Instructions to follow:
Going through the data below, find how many lines include the word "payload", and reply with that number alone.

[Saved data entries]
- - -

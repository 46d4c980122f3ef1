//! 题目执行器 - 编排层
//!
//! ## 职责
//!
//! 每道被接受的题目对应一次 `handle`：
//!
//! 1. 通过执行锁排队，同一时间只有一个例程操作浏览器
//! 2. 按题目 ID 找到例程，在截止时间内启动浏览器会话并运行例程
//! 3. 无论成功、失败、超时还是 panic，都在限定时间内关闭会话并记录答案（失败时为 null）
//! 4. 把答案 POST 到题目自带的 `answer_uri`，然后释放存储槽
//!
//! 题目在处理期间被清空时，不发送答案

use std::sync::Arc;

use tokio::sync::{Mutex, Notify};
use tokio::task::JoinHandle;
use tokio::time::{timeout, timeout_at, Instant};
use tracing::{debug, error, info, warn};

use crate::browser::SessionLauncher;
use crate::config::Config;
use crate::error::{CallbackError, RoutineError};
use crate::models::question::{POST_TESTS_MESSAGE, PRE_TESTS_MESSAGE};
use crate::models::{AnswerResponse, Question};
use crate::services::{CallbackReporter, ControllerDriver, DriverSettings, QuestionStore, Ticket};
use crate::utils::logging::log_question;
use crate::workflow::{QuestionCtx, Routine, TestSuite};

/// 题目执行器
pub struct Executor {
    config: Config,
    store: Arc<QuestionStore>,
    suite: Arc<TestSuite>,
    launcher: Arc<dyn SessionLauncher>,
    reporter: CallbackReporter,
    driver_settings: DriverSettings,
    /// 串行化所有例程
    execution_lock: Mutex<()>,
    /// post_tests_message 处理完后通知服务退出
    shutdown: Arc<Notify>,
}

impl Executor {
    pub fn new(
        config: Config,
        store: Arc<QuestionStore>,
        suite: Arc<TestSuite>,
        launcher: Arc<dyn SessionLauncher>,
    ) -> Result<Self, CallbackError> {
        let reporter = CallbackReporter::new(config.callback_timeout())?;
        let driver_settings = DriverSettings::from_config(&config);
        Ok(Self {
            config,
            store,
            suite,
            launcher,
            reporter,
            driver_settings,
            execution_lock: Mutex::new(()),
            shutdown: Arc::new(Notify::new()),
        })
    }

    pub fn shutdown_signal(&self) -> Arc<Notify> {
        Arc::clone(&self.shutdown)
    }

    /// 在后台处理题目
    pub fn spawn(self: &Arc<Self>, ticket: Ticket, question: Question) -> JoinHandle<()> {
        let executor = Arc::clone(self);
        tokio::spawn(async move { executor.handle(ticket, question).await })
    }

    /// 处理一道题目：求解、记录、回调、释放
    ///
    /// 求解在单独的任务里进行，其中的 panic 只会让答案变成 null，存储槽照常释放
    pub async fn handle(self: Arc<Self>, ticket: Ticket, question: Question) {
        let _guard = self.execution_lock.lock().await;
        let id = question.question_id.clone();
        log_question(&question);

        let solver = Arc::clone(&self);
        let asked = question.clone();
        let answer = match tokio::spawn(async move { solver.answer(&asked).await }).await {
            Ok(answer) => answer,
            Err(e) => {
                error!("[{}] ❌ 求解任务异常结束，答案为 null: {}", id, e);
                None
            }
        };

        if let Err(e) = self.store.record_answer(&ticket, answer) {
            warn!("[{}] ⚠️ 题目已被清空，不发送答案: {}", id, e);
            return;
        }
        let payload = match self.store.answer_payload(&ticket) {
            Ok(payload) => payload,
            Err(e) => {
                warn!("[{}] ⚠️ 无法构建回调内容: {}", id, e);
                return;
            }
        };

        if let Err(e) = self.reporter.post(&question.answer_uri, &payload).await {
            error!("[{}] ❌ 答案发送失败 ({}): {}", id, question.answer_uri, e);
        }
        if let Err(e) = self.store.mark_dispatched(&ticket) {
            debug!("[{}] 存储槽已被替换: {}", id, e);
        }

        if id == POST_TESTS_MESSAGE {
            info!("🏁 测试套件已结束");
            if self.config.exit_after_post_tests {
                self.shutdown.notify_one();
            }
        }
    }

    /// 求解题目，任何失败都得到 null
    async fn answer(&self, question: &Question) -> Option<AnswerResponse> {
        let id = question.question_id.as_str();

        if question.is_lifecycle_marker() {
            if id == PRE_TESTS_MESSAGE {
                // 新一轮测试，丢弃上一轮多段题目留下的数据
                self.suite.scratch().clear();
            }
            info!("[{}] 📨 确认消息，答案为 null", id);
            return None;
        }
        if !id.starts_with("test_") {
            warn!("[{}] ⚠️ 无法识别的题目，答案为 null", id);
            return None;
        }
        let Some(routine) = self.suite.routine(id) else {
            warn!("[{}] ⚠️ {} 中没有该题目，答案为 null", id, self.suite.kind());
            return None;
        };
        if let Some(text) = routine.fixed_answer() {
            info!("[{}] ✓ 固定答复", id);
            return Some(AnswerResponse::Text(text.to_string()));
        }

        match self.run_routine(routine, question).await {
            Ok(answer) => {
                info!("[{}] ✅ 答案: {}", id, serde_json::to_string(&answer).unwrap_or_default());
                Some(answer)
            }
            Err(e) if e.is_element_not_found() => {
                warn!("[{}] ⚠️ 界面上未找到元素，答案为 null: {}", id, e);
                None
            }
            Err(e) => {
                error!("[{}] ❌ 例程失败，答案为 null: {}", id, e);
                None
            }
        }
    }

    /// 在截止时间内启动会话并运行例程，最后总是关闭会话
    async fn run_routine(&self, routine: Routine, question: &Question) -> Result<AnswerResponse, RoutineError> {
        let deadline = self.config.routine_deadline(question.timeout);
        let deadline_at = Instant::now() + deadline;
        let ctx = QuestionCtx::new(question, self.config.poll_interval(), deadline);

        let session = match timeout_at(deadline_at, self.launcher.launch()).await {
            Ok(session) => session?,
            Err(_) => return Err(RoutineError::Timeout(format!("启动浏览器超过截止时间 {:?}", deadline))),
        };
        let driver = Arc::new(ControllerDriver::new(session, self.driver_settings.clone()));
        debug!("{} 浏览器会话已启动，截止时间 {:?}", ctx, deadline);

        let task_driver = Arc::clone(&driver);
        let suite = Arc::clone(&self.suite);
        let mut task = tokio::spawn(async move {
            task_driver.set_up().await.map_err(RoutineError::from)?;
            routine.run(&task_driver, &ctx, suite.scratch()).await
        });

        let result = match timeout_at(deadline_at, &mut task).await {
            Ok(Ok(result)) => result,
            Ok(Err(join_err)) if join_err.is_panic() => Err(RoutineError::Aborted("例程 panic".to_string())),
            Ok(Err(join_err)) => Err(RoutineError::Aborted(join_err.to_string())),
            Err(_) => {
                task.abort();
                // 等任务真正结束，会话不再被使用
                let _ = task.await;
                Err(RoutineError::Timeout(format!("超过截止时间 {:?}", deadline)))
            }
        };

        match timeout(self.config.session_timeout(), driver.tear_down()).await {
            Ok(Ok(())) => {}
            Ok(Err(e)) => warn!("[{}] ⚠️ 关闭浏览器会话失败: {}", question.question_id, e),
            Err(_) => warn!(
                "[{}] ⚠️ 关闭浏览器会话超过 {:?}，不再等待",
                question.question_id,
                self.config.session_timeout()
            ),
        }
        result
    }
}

- - -

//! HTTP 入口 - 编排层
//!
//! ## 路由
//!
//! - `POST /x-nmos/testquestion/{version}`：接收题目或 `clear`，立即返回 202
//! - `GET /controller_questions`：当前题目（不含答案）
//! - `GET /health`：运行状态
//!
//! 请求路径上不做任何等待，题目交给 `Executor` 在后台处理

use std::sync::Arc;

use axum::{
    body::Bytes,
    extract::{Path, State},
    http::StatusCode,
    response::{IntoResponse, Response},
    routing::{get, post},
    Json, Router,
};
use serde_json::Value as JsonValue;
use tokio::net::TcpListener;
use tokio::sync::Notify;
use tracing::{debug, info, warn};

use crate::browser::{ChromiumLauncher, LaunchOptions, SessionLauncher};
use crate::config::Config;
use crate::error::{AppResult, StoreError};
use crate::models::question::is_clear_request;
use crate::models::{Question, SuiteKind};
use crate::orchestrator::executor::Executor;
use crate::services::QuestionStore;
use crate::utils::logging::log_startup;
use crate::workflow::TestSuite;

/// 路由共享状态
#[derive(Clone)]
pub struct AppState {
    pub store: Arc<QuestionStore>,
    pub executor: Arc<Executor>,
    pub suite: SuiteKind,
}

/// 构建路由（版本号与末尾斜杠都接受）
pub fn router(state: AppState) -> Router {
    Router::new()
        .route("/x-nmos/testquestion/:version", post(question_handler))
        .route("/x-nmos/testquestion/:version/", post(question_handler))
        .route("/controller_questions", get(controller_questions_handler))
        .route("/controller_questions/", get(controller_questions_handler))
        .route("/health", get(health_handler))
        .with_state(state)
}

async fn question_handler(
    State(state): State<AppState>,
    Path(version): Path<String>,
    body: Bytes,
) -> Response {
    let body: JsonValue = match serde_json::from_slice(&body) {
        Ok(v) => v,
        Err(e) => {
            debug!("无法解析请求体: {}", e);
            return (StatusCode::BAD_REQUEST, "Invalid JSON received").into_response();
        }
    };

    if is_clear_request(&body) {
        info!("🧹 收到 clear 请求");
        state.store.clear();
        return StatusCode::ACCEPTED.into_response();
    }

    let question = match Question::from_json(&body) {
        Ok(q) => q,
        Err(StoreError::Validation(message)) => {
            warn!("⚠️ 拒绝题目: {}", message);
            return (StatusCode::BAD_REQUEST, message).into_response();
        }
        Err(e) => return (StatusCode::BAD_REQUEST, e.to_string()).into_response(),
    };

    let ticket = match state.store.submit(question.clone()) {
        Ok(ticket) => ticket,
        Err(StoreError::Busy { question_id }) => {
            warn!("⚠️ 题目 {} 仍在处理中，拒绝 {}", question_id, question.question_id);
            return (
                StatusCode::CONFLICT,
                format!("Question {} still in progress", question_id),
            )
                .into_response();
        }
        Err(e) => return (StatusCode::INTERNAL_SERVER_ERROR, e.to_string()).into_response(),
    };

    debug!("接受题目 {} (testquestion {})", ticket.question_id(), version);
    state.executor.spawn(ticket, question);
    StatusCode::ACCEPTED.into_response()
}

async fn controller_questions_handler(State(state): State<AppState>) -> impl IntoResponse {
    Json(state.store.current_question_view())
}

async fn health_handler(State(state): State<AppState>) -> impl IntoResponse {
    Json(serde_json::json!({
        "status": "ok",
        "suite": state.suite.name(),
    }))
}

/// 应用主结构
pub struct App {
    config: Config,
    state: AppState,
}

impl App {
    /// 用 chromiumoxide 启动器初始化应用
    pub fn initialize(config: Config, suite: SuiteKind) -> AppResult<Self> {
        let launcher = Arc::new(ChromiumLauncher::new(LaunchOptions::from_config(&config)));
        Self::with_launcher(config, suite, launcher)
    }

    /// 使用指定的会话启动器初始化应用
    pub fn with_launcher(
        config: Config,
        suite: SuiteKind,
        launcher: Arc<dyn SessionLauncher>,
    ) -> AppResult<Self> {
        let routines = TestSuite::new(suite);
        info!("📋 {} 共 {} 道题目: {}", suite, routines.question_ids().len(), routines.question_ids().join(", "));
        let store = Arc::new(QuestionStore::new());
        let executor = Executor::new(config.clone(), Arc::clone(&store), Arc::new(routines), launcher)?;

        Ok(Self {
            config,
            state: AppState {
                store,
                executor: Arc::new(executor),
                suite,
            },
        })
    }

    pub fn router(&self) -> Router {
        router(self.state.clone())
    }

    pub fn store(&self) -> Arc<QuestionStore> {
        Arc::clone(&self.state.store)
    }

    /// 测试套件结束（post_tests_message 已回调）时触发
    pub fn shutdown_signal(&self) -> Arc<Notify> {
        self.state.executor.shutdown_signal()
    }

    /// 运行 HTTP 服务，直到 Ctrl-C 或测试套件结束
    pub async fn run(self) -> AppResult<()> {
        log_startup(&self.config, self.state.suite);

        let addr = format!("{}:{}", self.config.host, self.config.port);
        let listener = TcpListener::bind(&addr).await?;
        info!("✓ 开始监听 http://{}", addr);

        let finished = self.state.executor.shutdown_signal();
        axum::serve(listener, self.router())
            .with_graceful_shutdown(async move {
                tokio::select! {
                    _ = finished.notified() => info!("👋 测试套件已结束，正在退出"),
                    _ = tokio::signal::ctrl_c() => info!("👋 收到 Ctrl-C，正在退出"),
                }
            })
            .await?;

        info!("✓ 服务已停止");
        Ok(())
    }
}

- - -

Task output:
3